- GOAL OF THE EXERCISE
No output is needed beyond the number of lines in the listing that contain the word "struct".
===== EXCERPTED RECORDS
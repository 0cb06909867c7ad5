//! Task identity and cooperative-scheduling state (spec §4.6 "Cooperative
//! concurrency substrate"). A `Task` is the scheduler's record of one
//! coroutine: its lifecycle state, its eventual result or thrown exception,
//! and who is waiting on it. It owns none of the actual suspension
//! mechanics — [`crate::scheduler::Scheduler`] does that — so this type
//! stays plain data, safe to read from any thread.

use crate::value::Value;
use parking_lot::Mutex;
use std::sync::atomic::{AtomicBool, AtomicU64, Ordering};

/// Unique identifier for a Task, stable for the lifetime of the runtime.
#[derive(Debug, Copy, Clone, PartialEq, Eq, Hash)]
pub struct TaskId(u64);

static NEXT_TASK_ID: AtomicU64 = AtomicU64::new(1);

impl TaskId {
    /// Allocate a fresh, globally unique task ID.
    pub fn new() -> Self {
        TaskId(NEXT_TASK_ID.fetch_add(1, Ordering::Relaxed))
    }

    pub fn as_u64(self) -> u64 {
        self.0
    }

    pub const fn from_u64(id: u64) -> Self {
        TaskId(id)
    }
}

impl Default for TaskId {
    fn default() -> Self {
        Self::new()
    }
}

/// Lifecycle state of a Task.
#[derive(Debug, Copy, Clone, PartialEq, Eq)]
pub enum TaskState {
    /// Queued, has never held the scheduler's turn yet.
    Ready,
    /// Currently holds the scheduler's turn and is executing.
    Running,
    /// Suspended at an explicit point (channel op, mutex wait, `yield`),
    /// waiting for something else to wake it.
    Blocked,
    /// Finished normally; a result is available.
    Completed,
    /// Finished with an uncaught exception.
    Failed,
}

/// A single coroutine tracked by a [`crate::scheduler::Scheduler`].
pub struct Task {
    id: TaskId,
    state: Mutex<TaskState>,
    result: Mutex<Option<Value>>,
    exception: Mutex<Option<Value>>,
    waiters: Mutex<Vec<TaskId>>,
    parent: Option<TaskId>,
    cancel_requested: AtomicBool,
}

impl Task {
    pub fn new(parent: Option<TaskId>) -> Self {
        Self {
            id: TaskId::new(),
            state: Mutex::new(TaskState::Ready),
            result: Mutex::new(None),
            exception: Mutex::new(None),
            waiters: Mutex::new(Vec::new()),
            parent,
            cancel_requested: AtomicBool::new(false),
        }
    }

    pub fn id(&self) -> TaskId {
        self.id
    }

    pub fn state(&self) -> TaskState {
        *self.state.lock()
    }

    pub fn set_state(&self, state: TaskState) {
        *self.state.lock() = state;
    }

    pub fn parent(&self) -> Option<TaskId> {
        self.parent
    }

    /// Record a normal result and move to `Completed`.
    pub fn complete(&self, result: Value) {
        *self.result.lock() = Some(result);
        self.set_state(TaskState::Completed);
    }

    /// Record an uncaught exception and move to `Failed`.
    pub fn fail_with(&self, exception: Value) {
        *self.exception.lock() = Some(exception);
        self.set_state(TaskState::Failed);
    }

    /// Move to `Failed` without a specific exception value (e.g. a Rust
    /// panic inside the task body).
    pub fn fail(&self) {
        self.set_state(TaskState::Failed);
    }

    pub fn result(&self) -> Option<Value> {
        *self.result.lock()
    }

    pub fn exception(&self) -> Option<Value> {
        *self.exception.lock()
    }

    pub fn is_finished(&self) -> bool {
        matches!(self.state(), TaskState::Completed | TaskState::Failed)
    }

    /// Register `waiter` to be woken once this task finishes.
    pub fn add_waiter(&self, waiter: TaskId) {
        self.waiters.lock().push(waiter);
    }

    /// Drain every task waiting on this one (FIFO order preserved).
    pub fn take_waiters(&self) -> Vec<TaskId> {
        std::mem::take(&mut *self.waiters.lock())
    }

    pub fn request_cancel(&self) {
        self.cancel_requested.store(true, Ordering::Release);
    }

    pub fn is_cancel_requested(&self) -> bool {
        self.cancel_requested.load(Ordering::Acquire)
    }
}

#[cfg(test)]
mod tests {
    use super::*;

    #[test]
    fn task_ids_are_unique_and_increasing() {
        let a = TaskId::new();
        let b = TaskId::new();
        assert_ne!(a, b);
        assert!(b.as_u64() > a.as_u64());
    }

    #[test]
    fn fresh_task_starts_ready_with_no_result() {
        let task = Task::new(None);
        assert_eq!(task.state(), TaskState::Ready);
        assert!(task.result().is_none());
        assert!(!task.is_finished());
    }

    #[test]
    fn complete_records_result_and_state() {
        let task = Task::new(None);
        task.complete(Value::of_int(7));
        assert_eq!(task.state(), TaskState::Completed);
        assert_eq!(task.result(), Some(Value::of_int(7)));
        assert!(task.is_finished());
    }

    #[test]
    fn fail_with_records_exception() {
        let task = Task::new(None);
        task.fail_with(Value::of_int(13));
        assert_eq!(task.state(), TaskState::Failed);
        assert_eq!(task.exception(), Some(Value::of_int(13)));
        assert!(task.is_finished());
    }

    #[test]
    fn waiters_drain_once_in_fifo_order() {
        let task = Task::new(None);
        let w1 = TaskId::new();
        let w2 = TaskId::new();
        task.add_waiter(w1);
        task.add_waiter(w2);
        assert_eq!(task.take_waiters(), vec![w1, w2]);
        assert!(task.take_waiters().is_empty());
    }

    #[test]
    fn cancellation_flag_round_trips() {
        let task = Task::new(None);
        assert!(!task.is_cancel_requested());
        task.request_cancel();
        assert!(task.is_cancel_requested());
    }
}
==========
- SOLUTION
2